We investigated the association of PFAS mixture concentrations in prediagnostic serum with adult-onset IBD in a pilot study within the pre-clinical Proteomic Evaluation and Discovery in an IBD Cohort of Tri-service Subjects (PREDICTS) study.4 This is a nested case-control study of military personnel with Crohn’s disease (CD), ulcerative colitis (UC), and age-, sex-, and race-matched healthy controls with serum samples obtained from the Department of Defense Serum Repository at four-time points (1–10 years) prior to IBD diagnosis.4 We determined the association of PFAS chemicals as a mixture with CD and UC. Using a state-of-the-art untargeted liquid-chromatography high-resolution mass spectrometry analytical approach, we conducted an untargeted metabolomic analysis, following which we applied FluoroMatch, an analytic approach for semiquantitative measurement of fluorinated compounds, including legacy PFAS and emerging PFAS chemicals.5 We used weighted quantile sum (WQS) regression models adjusted for confounders6 to study the association of PFAS as a mixture with the odds of CD and UC at the following time points: within one year of diagnosis, and two years, four years, and six to ten years prior to diagnosis. We used this technique to understand the combined effect of PFAS as a mixture, given simultaneous exposure to multiple chemicals.

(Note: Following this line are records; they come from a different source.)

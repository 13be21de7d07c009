// Licensed under the Apache License, Version 2.0 or the MIT License.
// SPDX-License-Identifier: Apache-2.0 OR MIT
// Copyright Tock Contributors 2022.

//! Flash memory module controller (FTFC).
//!
//! Commands are issued by loading the FCCOB command object and clearing
//! `FSTAT.CCIF`. FCCOB bytes are stored big-endian within each word, so
//! logical byte `n` lives at array index `n ^ 3`, see [`fccob_index`].
//!
//! The FlexNVM partition codes programmed by `PGMPART` are decoded by
//! [`dflash_size`] and [`eeprom_size`].

use tock_registers::registers::{ReadOnly, ReadWrite};
use tock_registers::{register_bitfields, register_structs};

use crate::interrupts;
use crate::static_ref::StaticRef;

pub const FTFC_INSTANCE_COUNT: usize = 1;
pub const FTFC_FCCOB_COUNT: usize = 12;
pub const FTFC_FPROT_COUNT: usize = 4;

register_structs! {
    pub FtfcRegisters {
        /// Flash Status Register
        (0x00 => pub fstat: ReadWrite<u8, FSTAT::Register>),
        /// Flash Configuration Register
        (0x01 => pub fcnfg: ReadWrite<u8, FCNFG::Register>),
        /// Flash Security Register
        (0x02 => pub fsec: ReadOnly<u8, FSEC::Register>),
        /// Flash Option Register
        (0x03 => pub fopt: ReadOnly<u8>),
        /// Flash Common Command Object Registers
        (0x04 => pub fccob: [ReadWrite<u8>; FTFC_FCCOB_COUNT]),
        /// Program Flash Protection Registers
        (0x10 => pub fprot: [ReadWrite<u8>; FTFC_FPROT_COUNT]),
        (0x14 => _reserved0),
        /// EEPROM Protection Register
        (0x16 => pub feprot: ReadWrite<u8>),
        /// Data Flash Protection Register
        (0x17 => pub fdprot: ReadWrite<u8>),
        (0x18 => _reserved1),
        /// Flash CSEc Status Register
        (0x2C => pub fcsestat: ReadOnly<u8, FCSESTAT::Register>),
        (0x2D => _reserved2),
        /// Flash Error Status Register
        (0x2E => pub ferstat: ReadWrite<u8, FERSTAT::Register>),
        /// Flash Error Configuration Register
        (0x2F => pub fercnfg: ReadWrite<u8, FERCNFG::Register>),
        (0x30 => @END),
    }
}

register_bitfields![u8,
    pub FSTAT [
        /// Memory controller command completion status
        MGSTAT0 OFFSET(0) NUMBITS(1) [],
        /// Flash protection violation flag
        FPVIOL OFFSET(4) NUMBITS(1) [],
        /// Flash access error flag
        ACCERR OFFSET(5) NUMBITS(1) [],
        /// Flash read collision error flag
        RDCOLERR OFFSET(6) NUMBITS(1) [],
        /// Command complete interrupt flag
        CCIF OFFSET(7) NUMBITS(1) []
    ],
    pub FCNFG [
        /// RAM ready
        RAMRDY OFFSET(0) NUMBITS(1) [],
        /// EEPROM ready
        EEERDY OFFSET(1) NUMBITS(1) [],
        /// Erase suspend
        ERSSUSP OFFSET(4) NUMBITS(1) [],
        /// Erase all request
        ERSAREQ OFFSET(5) NUMBITS(1) [],
        /// Read collision error interrupt enable
        RDCOLLIE OFFSET(6) NUMBITS(1) [],
        /// Command complete interrupt enable
        CCIE OFFSET(7) NUMBITS(1) []
    ],
    pub FSEC [
        /// Flash security
        SEC OFFSET(0) NUMBITS(2) [
            Unsecure = 0b10
        ],
        /// Factory failure analysis access code
        FSLACC OFFSET(2) NUMBITS(2) [],
        /// Mass erase enable
        MEEN OFFSET(4) NUMBITS(2) [],
        /// Backdoor key security enable
        KEYEN OFFSET(6) NUMBITS(2) []
    ],
    pub FCSESTAT [
        /// Busy
        BSY OFFSET(0) NUMBITS(1) [],
        /// Secure boot
        SB OFFSET(1) NUMBITS(1) [],
        /// Secure boot initialization
        BIN OFFSET(2) NUMBITS(1) [],
        /// Secure boot finished
        BFN OFFSET(3) NUMBITS(1) [],
        /// Secure boot OK
        BOK OFFSET(4) NUMBITS(1) [],
        /// Random number generator initialized
        RIN OFFSET(5) NUMBITS(1) [],
        /// External debug
        EDB OFFSET(6) NUMBITS(1) [],
        /// Internal debug
        IDB OFFSET(7) NUMBITS(1) []
    ],
    pub FERSTAT [
        /// Double bit fault detect interrupt flag
        DFDIF OFFSET(1) NUMBITS(1) []
    ],
    pub FERCNFG [
        /// Double bit fault detect interrupt enable
        DFDIE OFFSET(1) NUMBITS(1) [],
        /// Force double bit fault detect
        FDFD OFFSET(5) NUMBITS(1) []
    ]
];

pub const FTFC_BASE_ADDR: usize = 0x4002_0000;

pub const FTFC_BASE: StaticRef<FtfcRegisters> =
    unsafe { StaticRef::new(FTFC_BASE_ADDR as *const FtfcRegisters) };

pub const FTFC_BASE_ADDRS: [usize; FTFC_INSTANCE_COUNT] = [FTFC_BASE_ADDR];
pub const FTFC_BASE_PTRS: [StaticRef<FtfcRegisters>; FTFC_INSTANCE_COUNT] = [FTFC_BASE];
pub const FTFC_COMMAND_COMPLETE_IRQS: [u32; FTFC_INSTANCE_COUNT] = [interrupts::FTFC];

/// Commands accepted in `FCCOB0`.
///
/// `Read Resource` (0x03) exists on larger parts of the family but is not
/// implemented by this flash controller.
#[derive(Clone, Copy, Debug, PartialEq, Eq)]
#[repr(u8)]
pub enum FlashCommand {
    ReadOneBlock = 0x00,
    ReadOneSection = 0x01,
    ProgramCheck = 0x02,
    ProgramPhrase = 0x07,
    EraseBlock = 0x08,
    EraseSector = 0x09,
    ProgramSection = 0x0B,
    ReadOneAllBlocks = 0x40,
    ReadOnce = 0x41,
    ProgramOnce = 0x43,
    EraseAllBlocks = 0x44,
    VerifyBackdoorKey = 0x45,
    EraseAllBlocksUnsecure = 0x49,
    ProgramPartition = 0x80,
    SetFlexRamFunction = 0x81,
}

impl FlashCommand {
    pub const ALL: [FlashCommand; 15] = [
        FlashCommand::ReadOneBlock,
        FlashCommand::ReadOneSection,
        FlashCommand::ProgramCheck,
        FlashCommand::ProgramPhrase,
        FlashCommand::EraseBlock,
        FlashCommand::EraseSector,
        FlashCommand::ProgramSection,
        FlashCommand::ReadOneAllBlocks,
        FlashCommand::ReadOnce,
        FlashCommand::ProgramOnce,
        FlashCommand::EraseAllBlocks,
        FlashCommand::VerifyBackdoorKey,
        FlashCommand::EraseAllBlocksUnsecure,
        FlashCommand::ProgramPartition,
        FlashCommand::SetFlexRamFunction,
    ];

    /// Decode an `FCCOB0` command code.
    pub fn from_u8(code: u8) -> Option<FlashCommand> {
        Self::ALL.into_iter().find(|cmd| *cmd as u8 == code)
    }
}

/// Array index in `FCCOB` of logical command byte `n`.
pub const fn fccob_index(n: usize) -> usize {
    n ^ 3
}

/// Data flash size in bytes for a FlexNVM partition code (`DEPART`).
///
/// Reserved codes return `None`.
pub fn dflash_size(depart: u8) -> Option<u32> {
    match depart & 0xF {
        0b0000 => Some(0x8000),
        0b0011 => Some(0),
        0b1000 => Some(0),
        0b1001 => Some(0x2000),
        0b1011 => Some(0x8000),
        0b1111 => Some(0x8000),
        _ => None,
    }
}

/// Emulated EEPROM size in bytes for an `EEESIZE` code.
///
/// Reserved codes return `None`.
pub fn eeprom_size(eeesize: u8) -> Option<u16> {
    match eeesize & 0xF {
        0b0011 => Some(0x800),
        0b1111 => Some(0),
        _ => None,
    }
}

#[cfg(test)]
mod tests {
    use super::*;
    use crate::field_check::{assert_field, assert_fields_fit};

    #[test]
    fn command_object_is_byte_swapped() {
        assert_eq!(core::mem::offset_of!(FtfcRegisters, fccob), 0x04);
        assert_eq!(core::mem::offset_of!(FtfcRegisters, fcsestat), 0x2C);
        assert_eq!(core::mem::size_of::<FtfcRegisters>(), 0x30);
        // FCCOB0 is the fourth byte, FCCOB8 is the twelfth.
        assert_eq!(fccob_index(0), 3);
        assert_eq!(fccob_index(3), 0);
        assert_eq!(fccob_index(4), 7);
        assert_eq!(fccob_index(8), 11);
        assert_eq!(fccob_index(0xB), 8);
    }

    #[test]
    fn status_bits() {
        assert_field!(FSTAT::CCIF, 7, 1);
        assert_field!(FSTAT::ACCERR, 5, 1);
        assert_field!(FSEC::KEYEN, 6, 2);
        assert_field!(FCSESTAT::IDB, 7, 1);
        assert_field!(FERCNFG::FDFD, 5, 1);
    }

    #[test]
    fn command_codes() {
        assert_eq!(FlashCommand::from_u8(0x09), Some(FlashCommand::EraseSector));
        assert_eq!(FlashCommand::from_u8(0x80), Some(FlashCommand::ProgramPartition));
        // Read Resource is not available on this part.
        assert_eq!(FlashCommand::from_u8(0x03), None);
        for cmd in FlashCommand::ALL {
            assert_eq!(FlashCommand::from_u8(cmd as u8), Some(cmd));
        }
    }

    #[test]
    fn partition_codes() {
        assert_eq!(dflash_size(0b0000), Some(32 * 1024));
        assert_eq!(dflash_size(0b1001), Some(8 * 1024));
        assert_eq!(dflash_size(0b0011), Some(0));
        assert_eq!(dflash_size(0b0001), None);
        assert_eq!(eeprom_size(0b0011), Some(2048));
        assert_eq!(eeprom_size(0b1111), Some(0));
        assert_eq!(eeprom_size(0b0010), None);
    }

    #[test]
    fn every_field_fits_its_register() {
        assert_fields_fit!(
            FSTAT [MGSTAT0, FPVIOL, ACCERR, RDCOLERR, CCIF],
            FCNFG [RAMRDY, EEERDY, ERSSUSP, ERSAREQ, RDCOLLIE, CCIE],
            FSEC [SEC, FSLACC, MEEN, KEYEN],
            FCSESTAT [BSY, SB, BIN, BFN, BOK, RIN, EDB, IDB],
            FERSTAT [DFDIF],
            FERCNFG [DFDIE, FDFD],
        );
    }
}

Further, modelling these chemicals as a mixture index increases statistical power. Further methodological details are included in the supplementary materials.
Our study sample included individuals with CD, UC, and matched healthy controls (n=25, each group, 4 samples per individual). Baseline characteristics were similar across cases and controls (Supplementary Table 1). We identified nine well known PFAS compounds (PFOA, PFOS, PFNA, PFDA, PFHxS, perfluorohexadecanoic (PFHxDA), perfluoropentylundecanoic acid, perfluoro-1-octane sulfonamide acetic acid, and 2-(N-Methyl-perfluorooctane sulfonamido) acetic acid, and 27 other fluorinated compounds that have been listed in national and international PFAS registries curated by the U.S. Environmental Protection Agency and the KEMI Swedish Chemical Agency. The overall mean (standard deviation, SD) of intensities, and annotation confidence levels for all chemicals are presented in Supplementary Table 2. The chemical mixture of fluorinated compounds, including the known PFAS, in the serum samples within one year of diagnosis, was associated with higher odds of CD and UC [odds ratio (OR) 2.13, 95% CI 1.33, 3.41, and 1.76, 95% CI 1.15, 2.68, respectively] per one unit increase in decile. These associations remained consistent for the PFAS mixture measured in serum at all four time points up to 10 years prior to diagnosis for both CD and UC (Figure). Major contributors to the overall mixture indices included legacy PFAS such as PFOS, PFOA, PFDA, and PFHxS, as well as emerging PFAS chemicals such as perfluoropentylundecanoic acid (Supplementary Table 3). Previous studies have demonstrated that integrated signal areas (intensities) of PFAS peaks have high concordance with validated quantitative concentration measurements.7 Using certified reference material, we estimated mean concentrations in the study population as the following: PFOS=5.19 ug/L, PFOA=2.57 ug/L, and PFHxS= 2.32 ug/L. These values are comparable to PFAS levels in the general United States population.8
Figure.
Forest Plot demonstrating odds ratios (ORs) for Crohn’s disease or ulcerative colitis, compared to healthy controls, per decile of chemical mixture of PFAS and other non-PFAS fluorinated compounds in serum samples collected at four time points between 1 year of diagnosis up to 10 years prior to diagnosis.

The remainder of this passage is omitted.